The cows of the killer whales live much longer than the male ones. Mang believes that the reason for this is the great dependence of the animals in the dam line. The matriarchs take care of the whole group for decades, including the granddaughters. It is, therefore, one of the few animal species that also come into the menopause.

Elephants

Here, too, the females have the say, because the experience is with elephants before strength. The experienced elephant cows lead their female offspring in a group because the bond with the mother lasts throughout life. It ends only with death.

Elephants are known for their extraordinary memory. Therefore, old, experienced animals are particularly suitable for surviving in the drought or escape from poachers. The matriarchs know where there is water, even if the summer is hard and dry. They also know how to behave when people are around.

In addition, it was found that elephant cows are better at detecting dangers. For example, you can assess the gender of a roaring lion and the associated danger.

Like killer whales, elephants depend heavily on the guide cow. Therefore, poaching is often very dramatic, because when the matriarch is killed, the whole herd is lost.

Elephants are known for their extraordinary memory. Therefore, old, experienced elephant cows are particularly well suited to survive in drought or escape from poachers.

Hyenas

In hyenas, the females determine where to go. They are very social and intelligent, even if they do not have a good reputation. Hyenas have a well-structured hierarchy that is respected perfectly.

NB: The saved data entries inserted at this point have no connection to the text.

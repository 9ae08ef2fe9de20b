//! Registration sinks receiving the generated units

use std::path::{Path, PathBuf};

use error_stack::{Report, ResultExt};

use super::GenerationManifest;
use crate::backend::{Backend, RustSourceBackend};
use crate::error::{Error, Result};
use crate::unit_builder::SerializerUnit;

/// File holding the serialized manifest
pub const MANIFEST_FILE_NAME: &str = "manifest.json";

/// Receives the result of a generation run
pub trait RegistrationSink {
    /// Register a generated unit
    ///
    /// # Errors
    ///
    /// Returns an error when the unit cannot be lowered or stored.
    fn register_unit(&mut self, unit: &SerializerUnit) -> Result<()>;

    /// Mark a type as serializable without runtime reflection
    ///
    /// # Errors
    ///
    /// Returns an error when the registration cannot be recorded.
    fn register_without_reflection(&mut self, type_name: &str) -> Result<()>;

    /// Called once after every unit was registered
    ///
    /// # Errors
    ///
    /// Returns an error when the manifest cannot be stored.
    fn finish(&mut self, manifest: &GenerationManifest) -> Result<()>;
}

/// Writes one Rust source file per unit and the manifest into a directory
pub struct FileSystemSink {
    out_dir: PathBuf,
    backend: RustSourceBackend,
    written: Vec<PathBuf>,
}

impl FileSystemSink {
    /// Create the sink, creating `out_dir` when missing
    ///
    /// # Errors
    ///
    /// Returns an error when `out_dir` cannot be created.
    pub fn new(out_dir: impl Into<PathBuf>) -> Result<Self> {
        let out_dir = out_dir.into();
        std::fs::create_dir_all(&out_dir)
            .map_err(|e| Report::new(Error::io_failed("create output directory", &out_dir, e)))?;
        Ok(Self {
            out_dir,
            backend: RustSourceBackend,
            written: Vec::new(),
        })
    }

    /// Directory receiving the files
    #[must_use]
    pub fn out_dir(&self) -> &Path { &self.out_dir }

    /// Files written so far, in write order
    #[must_use]
    pub fn written(&self) -> &[PathBuf] { &self.written }

    /// Refuses a path already written by this sink, files from earlier runs are replaced
    fn write(&mut self, file_name: &str, contents: &str) -> Result<()> {
        let path = self.out_dir.join(file_name);
        if self.written.contains(&path) {
            return Err(Report::new(Error::io_failed(
                "write",
                &path,
                "file was already written in this run",
            )));
        }
        std::fs::write(&path, contents)
            .map_err(|e| Report::new(Error::io_failed("write", &path, e)))?;
        tracing::debug!(path = %path.display(), "Wrote generated file");
        self.written.push(path);
        Ok(())
    }
}

impl RegistrationSink for FileSystemSink {
    fn register_unit(&mut self, unit: &SerializerUnit) -> Result<()> {
        let source = self
            .backend
            .lower(unit)
            .attach(format!("Unit: {}", unit.id))?;
        self.write(&source.file_name, &source.code)
    }

    fn register_without_reflection(&mut self, type_name: &str) -> Result<()> {
        tracing::trace!(type_name, "Registered type without reflection");
        Ok(())
    }

    fn finish(&mut self, manifest: &GenerationManifest) -> Result<()> {
        let json = serde_json::to_string_pretty(manifest)
            .change_context(Error::Serialization("Failed to serialize manifest".to_string()))?;
        self.write(MANIFEST_FILE_NAME, &json)
    }
}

In this society, females have a voice, because they are stronger and bigger. Males are therefore subjected. They are allowed to hunt, but the females have the privilege of eating.

In the hierarchy of hyenas, the males are pure sperm donors, the sexual act can only be performed with the help of the female, which is not the case in most other species.

Hyenas have a well-structured hierarchy that is respected perfectly. In this society, females have a voice, because they are stronger and bigger. Males are therefore subjected.

lemurs

There are various types of lemurs. Many of these primates also have females in power. The clearest example of this is the yellowtail lemurs.

The females of this species are very aggressive to the males. They can take their food, bite them or often slap their face if they do not like their behavior.

It was found that in many of these species the testosterone level is significantly higher in females than in other primates.